The addition of another sport under the Big Ten umbrella has to be approved by the presidents of the member schools.

An announcement of the conference’s intention to go down that path could come as early as Monday, sources said.

“It’s never done until it’s done, but every indication from all of those sources is that this is what their intent is,” McLeod said. “So I take them at their word.
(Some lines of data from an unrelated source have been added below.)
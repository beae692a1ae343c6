use super::ValidationError;
use regex::Regex;
use serde::{Deserialize, Serialize};
use std::fmt;
use uuid::Uuid;

/// NotionId - identifies any node in the workspace (page, database or block).
///
/// Stored in the canonical lowercase hyphenated form (`8-4-4-4-12`), which is
/// what the API returns and what the processed-id state file records. The id
/// says nothing about what kind of node it names; see `api::classify`.
#[derive(Debug, Clone, PartialEq, Eq, Hash, PartialOrd, Ord)]
pub struct NotionId(String);

impl NotionId {
    /// Returns the canonical hyphenated ID.
    pub fn as_str(&self) -> &str {
        &self.0
    }

    /// Returns the ID without hyphens, as it appears in Notion URLs.
    pub fn to_compact(&self) -> String {
        self.0.replace('-', "")
    }

    /// Creates a NotionId from a validated hex string.
    fn from_hex(hex: &str) -> Result<Self, ValidationError> {
        if hex.len() == 32 && hex.chars().all(|c| c.is_ascii_hexdigit()) {
            let hex = hex.to_lowercase();
            Ok(NotionId(format!(
                "{}-{}-{}-{}-{}",
                &hex[0..8],
                &hex[8..12],
                &hex[12..16],
                &hex[16..20],
                &hex[20..32]
            )))
        } else {
            Err(ValidationError::InvalidId(format!(
                "Invalid Notion ID format: {}",
                hex
            )))
        }
    }

    /// Parses various Notion ID formats.
    ///
    /// Accepts a bare 32-character hex id, a hyphenated UUID, or a Notion URL
    /// whose last path segment ends with the id.
    pub fn parse(input: &str) -> Result<Self, ValidationError> {
        let cleaned = input.trim().trim_end_matches('/');

        // 1. UUID format with dashes
        if let Ok(uuid) = Uuid::parse_str(cleaned) {
            return Self::from_hex(&uuid.as_simple().to_string());
        }

        // 2. Direct 32-char hex ID
        if cleaned.len() == 32 && cleaned.chars().all(|c| c.is_ascii_hexdigit()) {
            return Self::from_hex(cleaned);
        }

        // 3. Extract from URLs
        if cleaned.contains("notion") {
            return Self::extract_from_url(cleaned);
        }

        Err(ValidationError::InvalidId(format!(
            "Could not parse Notion ID from: {}",
            input
        )))
    }

    /// Extracts ID from Notion URLs.
    fn extract_from_url(url: &str) -> Result<Self, ValidationError> {
        lazy_static::lazy_static! {
            static ref ID_REGEX: Regex = Regex::new(
                r"(?:[/-])([a-fA-F0-9]{32}|[a-fA-F0-9]{8}-[a-fA-F0-9]{4}-[a-fA-F0-9]{4}-[a-fA-F0-9]{4}-[a-fA-F0-9]{12})(?:[/?#]|$)"
            ).expect("Failed to compile Notion ID regex - this is a bug in the code");
        }

        if let Some(captures) = ID_REGEX.captures(url) {
            if let Some(id_match) = captures.get(1) {
                let id = id_match.as_str().replace('-', "");
                return Self::from_hex(&id);
            }
        }

        Err(ValidationError::InvalidId(format!(
            "No valid ID found in URL: {}",
            url
        )))
    }
}

impl fmt::Display for NotionId {
    fn fmt(&self, f: &mut fmt::Formatter<'_>) -> fmt::Result {
        write!(f, "{}", self.0)
    }
}

impl std::str::FromStr for NotionId {
    type Err = ValidationError;

    fn from_str(s: &str) -> Result<Self, Self::Err> {
        Self::parse(s)
    }
}

impl Serialize for NotionId {
    fn serialize<S>(&self, serializer: S) -> Result<S::Ok, S::Error>
    where
        S: serde::Serializer,
    {
        self.0.serialize(serializer)
    }
}

impl<'de> Deserialize<'de> for NotionId {
    fn deserialize<D>(deserializer: D) -> Result<Self, D::Error>
    where
        D: serde::Deserializer<'de>,
    {
        let s = String::deserialize(deserializer)?;
        NotionId::parse(&s).map_err(serde::de::Error::custom)
    }
}
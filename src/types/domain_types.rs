// src/types/domain_types.rs
//! Domain-specific newtypes for type safety and validation.

use super::ValidationError;
use std::fmt;

/// API key for Notion API authentication
#[derive(Clone, PartialEq, Eq)]
pub struct ApiKey(String);

impl ApiKey {
    /// Create a new API key with validation
    pub fn new(key: impl Into<String>) -> Result<Self, ValidationError> {
        let key = key.into().trim().to_string();

        // Validate API key format
        if key.is_empty() {
            return Err(ValidationError::InvalidApiKey {
                reason: "API key cannot be empty".to_string(),
            });
        }

        if !key.starts_with("secret_") && !key.starts_with("ntn_") {
            return Err(ValidationError::InvalidApiKey {
                reason: "API key must start with 'secret_' or 'ntn_'".to_string(),
            });
        }

        if key.len() < 20 {
            return Err(ValidationError::InvalidApiKey {
                reason: "API key is too short".to_string(),
            });
        }

        Ok(Self(key))
    }

    /// Get the API key as a string reference
    pub fn as_str(&self) -> &str {
        &self.0
    }
}

impl fmt::Display for ApiKey {
    fn fmt(&self, f: &mut fmt::Formatter<'_>) -> fmt::Result {
        // Redact API key in display
        let visible: String = self.0.chars().take(10).collect();
        write!(f, "{}...", visible)
    }
}

impl fmt::Debug for ApiKey {
    fn fmt(&self, f: &mut fmt::Formatter<'_>) -> fmt::Result {
        write!(f, "ApiKey({})", self)
    }
}
// src/formatting/mod.rs
//! Renders Notion values into corpus text.
//!
//! Both renderers are pure and never fail; problems show up as inline
//! markers in the text they return.

mod block_text;
mod properties;

pub use block_text::block_text;
pub use properties::render_property;
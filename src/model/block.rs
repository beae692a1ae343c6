use super::{NodeKind, RichTextItem};
use crate::constants::{UNTITLED_DATABASE, UNTITLED_PAGE};
use crate::types::NotionId;
use serde::Deserialize;
use serde_json::{Map, Value};

/// A block as listed under a page or another block.
#[derive(Debug, Clone, PartialEq, Deserialize)]
#[serde(from = "RawBlock")]
pub struct Block {
    pub id: NotionId,
    pub has_children: bool,
    pub archived: bool,
    pub kind: BlockKind,
}

impl Block {
    pub fn new(id: NotionId, kind: BlockKind) -> Self {
        Self {
            id,
            has_children: false,
            archived: false,
            kind,
        }
    }

    pub fn with_children(mut self) -> Self {
        self.has_children = true;
        self
    }

    pub fn block_type(&self) -> BlockType {
        self.kind.block_type()
    }

    pub fn node_kind(&self) -> NodeKind {
        NodeKind::Block(self.block_type())
    }
}

/// The rich-text payload shared by every text-bearing block.
#[derive(Debug, Clone, PartialEq, Default, Deserialize)]
pub struct TextContent {
    #[serde(default)]
    pub rich_text: Vec<RichTextItem>,
}

impl TextContent {
    pub fn plain(text: impl Into<String>) -> Self {
        Self {
            rich_text: vec![RichTextItem::plain(text)],
        }
    }
}

/// Block represents the Notion block types the crawler distinguishes.
#[derive(Debug, Clone, PartialEq)]
pub enum BlockKind {
    Paragraph(TextContent),
    Heading1(TextContent),
    Heading2(TextContent),
    Heading3(TextContent),
    BulletedListItem(TextContent),
    NumberedListItem(TextContent),
    ToDo(TextContent),
    Toggle(TextContent),
    Quote(TextContent),
    Callout(TextContent),
    Code(TextContent),
    Template(TextContent),
    ChildPage { title: String },
    ChildDatabase { title: String },
    Divider,
    /// Any other block type; keeps inline text if the payload carries some.
    Unsupported {
        block_type: String,
        rich_text: Vec<RichTextItem>,
    },
    /// A known text block whose payload could not be decoded.
    Malformed { block_type: String, reason: String },
}

/// Fieldless tag of a [`BlockKind`].
#[derive(Debug, Clone, Copy, PartialEq, Eq, Hash)]
pub enum BlockType {
    Paragraph,
    Heading1,
    Heading2,
    Heading3,
    BulletedListItem,
    NumberedListItem,
    ToDo,
    Toggle,
    Quote,
    Callout,
    Code,
    Template,
    ChildPage,
    ChildDatabase,
    Divider,
    Unsupported,
    Malformed,
}

impl BlockType {
    pub fn as_str(&self) -> &'static str {
        match self {
            BlockType::Paragraph => "paragraph",
            BlockType::Heading1 => "heading_1",
            BlockType::Heading2 => "heading_2",
            BlockType::Heading3 => "heading_3",
            BlockType::BulletedListItem => "bulleted_list_item",
            BlockType::NumberedListItem => "numbered_list_item",
            BlockType::ToDo => "to_do",
            BlockType::Toggle => "toggle",
            BlockType::Quote => "quote",
            BlockType::Callout => "callout",
            BlockType::Code => "code",
            BlockType::Template => "template",
            BlockType::ChildPage => "child_page",
            BlockType::ChildDatabase => "child_database",
            BlockType::Divider => "divider",
            BlockType::Unsupported => "unsupported",
            BlockType::Malformed => "malformed",
        }
    }
}

impl std::fmt::Display for BlockType {
    fn fmt(&self, f: &mut std::fmt::Formatter<'_>) -> std::fmt::Result {
        f.write_str(self.as_str())
    }
}

impl BlockKind {
    pub fn block_type(&self) -> BlockType {
        match self {
            BlockKind::Paragraph(_) => BlockType::Paragraph,
            BlockKind::Heading1(_) => BlockType::Heading1,
            BlockKind::Heading2(_) => BlockType::Heading2,
            BlockKind::Heading3(_) => BlockType::Heading3,
            BlockKind::BulletedListItem(_) => BlockType::BulletedListItem,
            BlockKind::NumberedListItem(_) => BlockType::NumberedListItem,
            BlockKind::ToDo(_) => BlockType::ToDo,
            BlockKind::Toggle(_) => BlockType::Toggle,
            BlockKind::Quote(_) => BlockType::Quote,
            BlockKind::Callout(_) => BlockType::Callout,
            BlockKind::Code(_) => BlockType::Code,
            BlockKind::Template(_) => BlockType::Template,
            BlockKind::ChildPage { .. } => BlockType::ChildPage,
            BlockKind::ChildDatabase { .. } => BlockType::ChildDatabase,
            BlockKind::Divider => BlockType::Divider,
            BlockKind::Unsupported { .. } => BlockType::Unsupported,
            BlockKind::Malformed { .. } => BlockType::Malformed,
        }
    }

    /// Shorthand for a paragraph holding a single plain-text run.
    pub fn paragraph(text: impl Into<String>) -> Self {
        BlockKind::Paragraph(TextContent::plain(text))
    }
}

/// Wire shape of a block: the payload sits under a key named after `type`.
#[derive(Deserialize)]
struct RawBlock {
    id: NotionId,
    #[serde(rename = "type")]
    block_type: String,
    #[serde(default)]
    has_children: bool,
    #[serde(default)]
    archived: bool,
    #[serde(flatten)]
    payload: Map<String, Value>,
}

impl From<RawBlock> for Block {
    fn from(mut raw: RawBlock) -> Self {
        let data = raw.payload.remove(&raw.block_type).unwrap_or(Value::Null);
        let kind = decode_kind(&raw.block_type, &data);
        Block {
            id: raw.id,
            has_children: raw.has_children,
            archived: raw.archived,
            kind,
        }
    }
}

fn decode_kind(block_type: &str, data: &Value) -> BlockKind {
    let text = |wrap: fn(TextContent) -> BlockKind| match TextContent::deserialize(data) {
        Ok(content) => wrap(content),
        Err(e) => BlockKind::Malformed {
            block_type: block_type.to_string(),
            reason: e.to_string(),
        },
    };
    let title_or = |fallback: &str| {
        data.get("title")
            .and_then(|t| t.as_str())
            .filter(|t| !t.is_empty())
            .unwrap_or(fallback)
            .to_string()
    };

    match block_type {
        "paragraph" => text(BlockKind::Paragraph),
        "heading_1" => text(BlockKind::Heading1),
        "heading_2" => text(BlockKind::Heading2),
        "heading_3" => text(BlockKind::Heading3),
        "bulleted_list_item" => text(BlockKind::BulletedListItem),
        "numbered_list_item" => text(BlockKind::NumberedListItem),
        "to_do" => text(BlockKind::ToDo),
        "toggle" => text(BlockKind::Toggle),
        "quote" => text(BlockKind::Quote),
        "callout" => text(BlockKind::Callout),
        "code" => text(BlockKind::Code),
        "template" => text(BlockKind::Template),
        "child_page" => BlockKind::ChildPage {
            title: title_or(UNTITLED_PAGE),
        },
        "child_database" => BlockKind::ChildDatabase {
            title: title_or(UNTITLED_DATABASE),
        },
        "divider" => BlockKind::Divider,
        other => BlockKind::Unsupported {
            block_type: other.to_string(),
            rich_text: data
                .get("rich_text")
                .and_then(|rt| Vec::<RichTextItem>::deserialize(rt).ok())
                .unwrap_or_default(),
        },
    }
}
I guess who knows what could derail it, but that’s the premise that we’ve been working on, that they’re going to start in ’13-14 and have a standalone conference and a standalone tournament.”

Jennifer Heppel, the Big Ten’s associate commissioner for governance who has been tabbed as the conference’s point person for hockey, declined to comment when approached recently.
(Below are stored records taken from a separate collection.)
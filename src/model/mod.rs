// src/model/mod.rs
//! The Notion objects the crawler reads: pages, databases and blocks.
//!
//! These types deserialize straight from API JSON. Only the fields the
//! corpus needs are modelled; everything else in a response is ignored.

mod block;
mod property_value;
mod rich_text;

pub use block::{Block, BlockKind, BlockType, TextContent};
pub use property_value::{
    DateRange, PropertyField, PropertyValue, RelationRef, SelectOption, User,
};
pub use rich_text::{plain_text, RichTextItem};

use crate::constants::{UNTITLED_DATABASE, UNTITLED_PAGE};
use crate::types::NotionId;
use indexmap::IndexMap;
use serde::Deserialize;
use std::fmt;

/// A Notion page, either standalone or a database entry.
#[derive(Debug, Clone, PartialEq, Deserialize)]
pub struct Page {
    /// The `object` tag of the listing item, `"page"` for every real page.
    #[serde(default = "page_object")]
    pub object: String,
    pub id: NotionId,
    /// Properties in the order the API returned them.
    #[serde(default)]
    pub properties: IndexMap<String, PropertyField>,
    #[serde(default)]
    pub url: Option<String>,
    #[serde(default)]
    pub archived: bool,
}

fn page_object() -> String {
    "page".to_string()
}

impl Page {
    pub fn new(id: NotionId) -> Self {
        Self {
            object: page_object(),
            id,
            properties: IndexMap::new(),
            url: None,
            archived: false,
        }
    }

    /// Appends a property, keeping insertion order.
    pub fn with_property(mut self, name: impl Into<String>, value: impl Into<PropertyField>) -> Self {
        self.properties.insert(name.into(), value.into());
        self
    }

    /// The text of the first title-typed property, or a placeholder.
    pub fn title(&self) -> String {
        self.properties
            .values()
            .find_map(|field| match field {
                PropertyField::Parsed(PropertyValue::Title { title }) => Some(plain_text(title)),
                _ => None,
            })
            .filter(|title| !title.trim().is_empty())
            .unwrap_or_else(|| UNTITLED_PAGE.to_string())
    }

    pub fn is_page_object(&self) -> bool {
        self.object == "page"
    }
}

/// Whether a database owns its rows or mirrors another database.
#[derive(Debug, Clone, Copy, PartialEq, Eq, Default)]
pub enum DatabaseSource {
    #[default]
    Original,
    /// A linked view over another database's rows.
    Linked,
}

/// A Notion database.
#[derive(Debug, Clone, PartialEq, Deserialize)]
pub struct Database {
    pub id: NotionId,
    #[serde(default)]
    pub title: Vec<RichTextItem>,
    #[serde(skip)]
    pub source: DatabaseSource,
    #[serde(default)]
    pub url: Option<String>,
    #[serde(default)]
    pub archived: bool,
}

impl Database {
    pub fn new(id: NotionId, title: impl Into<String>) -> Self {
        Self {
            id,
            title: vec![RichTextItem::plain(title)],
            source: DatabaseSource::Original,
            url: None,
            archived: false,
        }
    }

    /// A database the API only exposes as a linked view.
    pub fn linked(id: NotionId) -> Self {
        Self {
            id,
            title: Vec::new(),
            source: DatabaseSource::Linked,
            url: None,
            archived: false,
        }
    }

    pub fn title(&self) -> String {
        let title = plain_text(&self.title);
        if title.trim().is_empty() {
            UNTITLED_DATABASE.to_string()
        } else {
            title
        }
    }

    pub fn is_linked(&self) -> bool {
        self.source == DatabaseSource::Linked
    }
}

/// What an id turned out to be once the API was asked.
#[derive(Debug, Clone, Copy, PartialEq, Eq)]
pub enum NodeKind {
    Page,
    Database,
    LinkedDatabase,
    /// A plain content block; never a traversal root of its own.
    Block(BlockType),
    Unknown,
}

impl fmt::Display for NodeKind {
    fn fmt(&self, f: &mut fmt::Formatter<'_>) -> fmt::Result {
        match self {
            NodeKind::Page => write!(f, "page"),
            NodeKind::Database => write!(f, "database"),
            NodeKind::LinkedDatabase => write!(f, "linked database"),
            NodeKind::Block(block_type) => write!(f, "block ({})", block_type),
            NodeKind::Unknown => write!(f, "unknown"),
        }
    }
}

#[cfg(test)]
mod tests {
    use super::*;
    use serde_json::json;

    fn id() -> NotionId {
        NotionId::parse("59833787-2cf9-4fdf-8782-e53db20768a5").unwrap()
    }

    #[test]
    fn page_title_comes_from_title_property() {
        let page: Page = serde_json::from_str(
            r#"{
                "object": "page",
                "id": "59833787-2cf9-4fdf-8782-e53db20768a5",
                "properties": {
                    "Tags": {"id": "t", "type": "multi_select", "multi_select": []},
                    "Name": {"id": "title", "type": "title", "title": [
                        {"plain_text": "Tuscan "}, {"plain_text": "kale"}
                    ]}
                }
            }"#,
        )
        .unwrap();

        assert_eq!(page.title(), "Tuscan kale");
        let names: Vec<_> = page.properties.keys().cloned().collect();
        assert_eq!(names, vec!["Tags", "Name"]);
    }

    #[test]
    fn missing_titles_fall_back_to_placeholders() {
        assert_eq!(Page::new(id()).title(), UNTITLED_PAGE);
        let db: Database = serde_json::from_value(json!({
            "id": "59833787-2cf9-4fdf-8782-e53db20768a5",
            "title": []
        }))
        .unwrap();
        assert_eq!(db.title(), UNTITLED_DATABASE);
        assert!(!db.is_linked());
        assert!(Database::linked(id()).is_linked());
    }

    #[test]
    fn plain_blocks_report_their_subtype() {
        let block = Block::new(id(), BlockKind::paragraph("hi"));
        assert_eq!(block.node_kind(), NodeKind::Block(BlockType::Paragraph));
        assert_eq!(block.node_kind().to_string(), "block (paragraph)");
    }
}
Big Ten member Penn State is adding a Division I varsity program in the 2012-13 season and is expecting to move into a new arena in September 2013.

With fellow Big Ten members Minnesota and Wisconsin from the WCHA and Michigan, Michigan State and Ohio State from the CCHA, that would make six teams in a Big Ten hockey league.

Removing those teams from the existing Western conferences would be a significant change to the college hockey landscape. The CCHA would be left with eight teams (it was at 12 last season before Nebraska-Omaha left for the WCHA), while the WCHA would be back at 10.

More importantly, the leagues would lose some high-profile, full-Division I schools.

The CCHA and WCHA are, at least publicly, taking different approaches in assessing their potential post-Big Ten-debut futures.

“A lot of that is so speculative because as you go down the road, there are decisions that go beyond your own control,” CCHA commissioner Tom Anastos said. “So there’s certainly a level of reaction that would ultimately take place.

“What we’re trying to do in terms of any proactivity is to be communicative, stay out front, talk to people. We all care deeply about the sport and we want to try to figure out, if there’s change, how do we have it impact the landscape in the best manner possible?”

When Penn State formally announced its plans for a varsity program in September, Delany said via a news release that the expectation was that “a conference championship would not take place before the 2014-15 academic year” and occur with a mind to “balance all of the unique interests in play.”

The timeline, however, appears to have advanced by a year. Big Ten athletic directors met last week in Indianapolis, and hockey was one subject scheduled to be on the table.

In the WCHA’s case, to avoid incurring a financial penalty, Minnesota and Wisconsin would have to inform the league that it intends to leave for the 2013-14 season by the time of the league meetings in late April 2012, McLeod said.

The WCHA is working on a three-pronged approach to the situation, McLeod said:

• It has been having conversations with Minnesota and Wisconsin regarding an ongoing scheduling relationship between the schools and the rest of the WCHA.

• It is working with a consultant to determine ways to make up for the loss of Minnesota in the Twin Cities market. The WCHA has a tentative agreement to keep its postseason tournament at the Xcel Energy Center in St. Paul, Minn., and will be gathering data at the Final Five this weekend.

• It is working with consultants from Los Angeles and Denver to look at its league-wide television structure and what possibilities exist.

Anastos said the CCHA has created a number of models for the future appearance of the league, based on what would happen in what he called a “landscape reset.”

A CCHA membership committee has been talking regularly about the various scenarios, he said, with the communication escalating ahead of league meetings at the end of April.

The league had been talking about ways to make possible more games between Big Ten teams — and therefore more content for the Big Ten Network — but the situation changed when Penn State came into the mix.

And that change might not be the end of it. The introduction of a full-fledged Big Ten into college hockey could be the end of the shuffle of teams, or it might be just the first domino to fall in a large-scale reorganization.

For now, the leagues are dealing with assumptions and speculation.

“I know lots of people feel they’re in a wait mode, but that’s kind of the unusual nature of the dynamic we’re dealing with,” Anastos said. “If there is not an interest by the Big Ten for some reason to move forward in doing something, our membership and, I think, the WCHA membership is perfectly content.”